[[ DATASET CONTENT open ]]

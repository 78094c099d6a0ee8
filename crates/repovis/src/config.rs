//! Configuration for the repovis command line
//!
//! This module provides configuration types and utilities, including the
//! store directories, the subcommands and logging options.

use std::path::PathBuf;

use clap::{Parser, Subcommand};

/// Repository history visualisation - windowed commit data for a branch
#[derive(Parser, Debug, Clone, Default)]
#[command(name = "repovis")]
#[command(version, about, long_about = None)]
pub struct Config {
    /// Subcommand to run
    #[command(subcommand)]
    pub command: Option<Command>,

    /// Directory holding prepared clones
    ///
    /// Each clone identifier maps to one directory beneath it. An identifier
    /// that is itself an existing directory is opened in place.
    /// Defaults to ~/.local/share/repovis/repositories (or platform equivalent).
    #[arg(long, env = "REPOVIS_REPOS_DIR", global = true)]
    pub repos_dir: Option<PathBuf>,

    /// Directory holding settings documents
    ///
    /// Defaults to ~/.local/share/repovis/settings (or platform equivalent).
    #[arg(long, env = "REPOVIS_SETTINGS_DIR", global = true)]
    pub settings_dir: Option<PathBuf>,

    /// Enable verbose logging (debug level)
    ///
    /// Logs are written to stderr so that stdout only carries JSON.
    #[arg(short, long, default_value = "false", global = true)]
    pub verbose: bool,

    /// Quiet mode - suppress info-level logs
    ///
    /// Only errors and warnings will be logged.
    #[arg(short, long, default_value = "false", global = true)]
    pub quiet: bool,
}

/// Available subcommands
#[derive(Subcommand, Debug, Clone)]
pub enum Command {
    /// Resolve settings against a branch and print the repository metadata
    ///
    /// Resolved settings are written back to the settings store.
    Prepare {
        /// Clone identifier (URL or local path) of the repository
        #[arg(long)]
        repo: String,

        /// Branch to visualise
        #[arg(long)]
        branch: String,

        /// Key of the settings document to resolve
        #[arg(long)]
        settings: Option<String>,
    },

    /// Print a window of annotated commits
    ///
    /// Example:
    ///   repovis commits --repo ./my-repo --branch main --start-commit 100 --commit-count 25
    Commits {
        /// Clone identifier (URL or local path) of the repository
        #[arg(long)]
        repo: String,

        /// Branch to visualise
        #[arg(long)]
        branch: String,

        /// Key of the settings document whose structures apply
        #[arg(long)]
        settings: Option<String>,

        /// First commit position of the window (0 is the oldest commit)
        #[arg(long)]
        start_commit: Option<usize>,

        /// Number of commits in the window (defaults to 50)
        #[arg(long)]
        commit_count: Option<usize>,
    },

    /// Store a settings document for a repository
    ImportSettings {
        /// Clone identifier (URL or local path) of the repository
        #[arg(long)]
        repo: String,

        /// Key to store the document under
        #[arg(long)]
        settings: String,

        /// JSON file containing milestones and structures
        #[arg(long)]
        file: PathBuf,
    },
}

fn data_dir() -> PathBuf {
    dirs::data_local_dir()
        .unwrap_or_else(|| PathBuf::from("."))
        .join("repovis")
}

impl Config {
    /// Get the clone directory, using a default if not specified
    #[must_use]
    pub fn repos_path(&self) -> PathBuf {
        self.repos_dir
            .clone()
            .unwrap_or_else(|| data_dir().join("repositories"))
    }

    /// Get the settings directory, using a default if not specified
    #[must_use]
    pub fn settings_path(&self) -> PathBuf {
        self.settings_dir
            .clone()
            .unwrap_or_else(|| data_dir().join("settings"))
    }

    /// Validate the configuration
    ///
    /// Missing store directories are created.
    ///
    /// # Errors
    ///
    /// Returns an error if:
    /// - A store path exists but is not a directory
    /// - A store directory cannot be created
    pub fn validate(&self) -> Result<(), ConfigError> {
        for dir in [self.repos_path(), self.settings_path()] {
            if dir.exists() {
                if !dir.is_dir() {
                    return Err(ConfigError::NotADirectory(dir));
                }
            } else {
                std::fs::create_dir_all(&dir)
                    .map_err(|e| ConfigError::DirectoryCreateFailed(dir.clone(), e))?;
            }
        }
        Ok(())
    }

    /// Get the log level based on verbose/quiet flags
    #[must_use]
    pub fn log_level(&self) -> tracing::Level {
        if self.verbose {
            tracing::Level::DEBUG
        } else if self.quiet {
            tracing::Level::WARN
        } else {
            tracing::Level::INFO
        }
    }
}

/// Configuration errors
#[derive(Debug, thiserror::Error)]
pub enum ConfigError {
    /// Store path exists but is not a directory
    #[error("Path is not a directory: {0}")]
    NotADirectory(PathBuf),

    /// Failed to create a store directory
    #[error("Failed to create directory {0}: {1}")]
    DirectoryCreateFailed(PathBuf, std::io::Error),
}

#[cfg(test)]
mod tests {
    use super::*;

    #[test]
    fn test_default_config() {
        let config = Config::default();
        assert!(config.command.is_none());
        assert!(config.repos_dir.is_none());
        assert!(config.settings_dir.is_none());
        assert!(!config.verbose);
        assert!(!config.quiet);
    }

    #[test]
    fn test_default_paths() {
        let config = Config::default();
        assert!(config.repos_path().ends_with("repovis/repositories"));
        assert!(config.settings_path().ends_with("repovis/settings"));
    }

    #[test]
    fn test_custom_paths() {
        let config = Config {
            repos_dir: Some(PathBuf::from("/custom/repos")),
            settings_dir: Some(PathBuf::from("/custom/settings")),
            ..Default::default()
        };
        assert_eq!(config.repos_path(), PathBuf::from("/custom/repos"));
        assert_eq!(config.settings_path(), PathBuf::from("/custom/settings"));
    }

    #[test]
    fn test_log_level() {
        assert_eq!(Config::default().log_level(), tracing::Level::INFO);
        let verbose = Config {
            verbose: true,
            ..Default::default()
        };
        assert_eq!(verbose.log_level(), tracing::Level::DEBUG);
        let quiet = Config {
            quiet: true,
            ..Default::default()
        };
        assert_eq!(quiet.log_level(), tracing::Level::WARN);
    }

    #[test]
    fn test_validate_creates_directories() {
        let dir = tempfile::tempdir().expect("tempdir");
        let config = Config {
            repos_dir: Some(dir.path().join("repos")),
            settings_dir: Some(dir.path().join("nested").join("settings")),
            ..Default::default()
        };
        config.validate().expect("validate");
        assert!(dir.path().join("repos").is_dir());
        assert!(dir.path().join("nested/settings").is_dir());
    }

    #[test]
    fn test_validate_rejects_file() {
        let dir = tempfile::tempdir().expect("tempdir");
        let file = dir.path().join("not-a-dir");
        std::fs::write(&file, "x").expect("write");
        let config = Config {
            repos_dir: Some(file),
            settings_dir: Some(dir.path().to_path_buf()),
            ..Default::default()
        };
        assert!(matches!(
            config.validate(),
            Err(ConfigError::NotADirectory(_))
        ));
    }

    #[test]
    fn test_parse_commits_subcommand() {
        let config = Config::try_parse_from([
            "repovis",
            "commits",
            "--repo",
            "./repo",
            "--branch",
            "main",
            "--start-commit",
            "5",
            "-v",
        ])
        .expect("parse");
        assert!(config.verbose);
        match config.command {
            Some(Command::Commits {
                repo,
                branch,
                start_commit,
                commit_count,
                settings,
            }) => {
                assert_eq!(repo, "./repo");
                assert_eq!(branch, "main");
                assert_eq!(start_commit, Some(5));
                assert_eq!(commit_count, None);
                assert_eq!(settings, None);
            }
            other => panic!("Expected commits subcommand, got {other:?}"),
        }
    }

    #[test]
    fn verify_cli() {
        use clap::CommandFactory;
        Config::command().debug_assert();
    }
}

[[ DATASET CONTENT closed ]]

Go through the entries and report every line with the string "logging".

//! store directories, the subcommands and logging options.
    /// Enable verbose logging (debug level)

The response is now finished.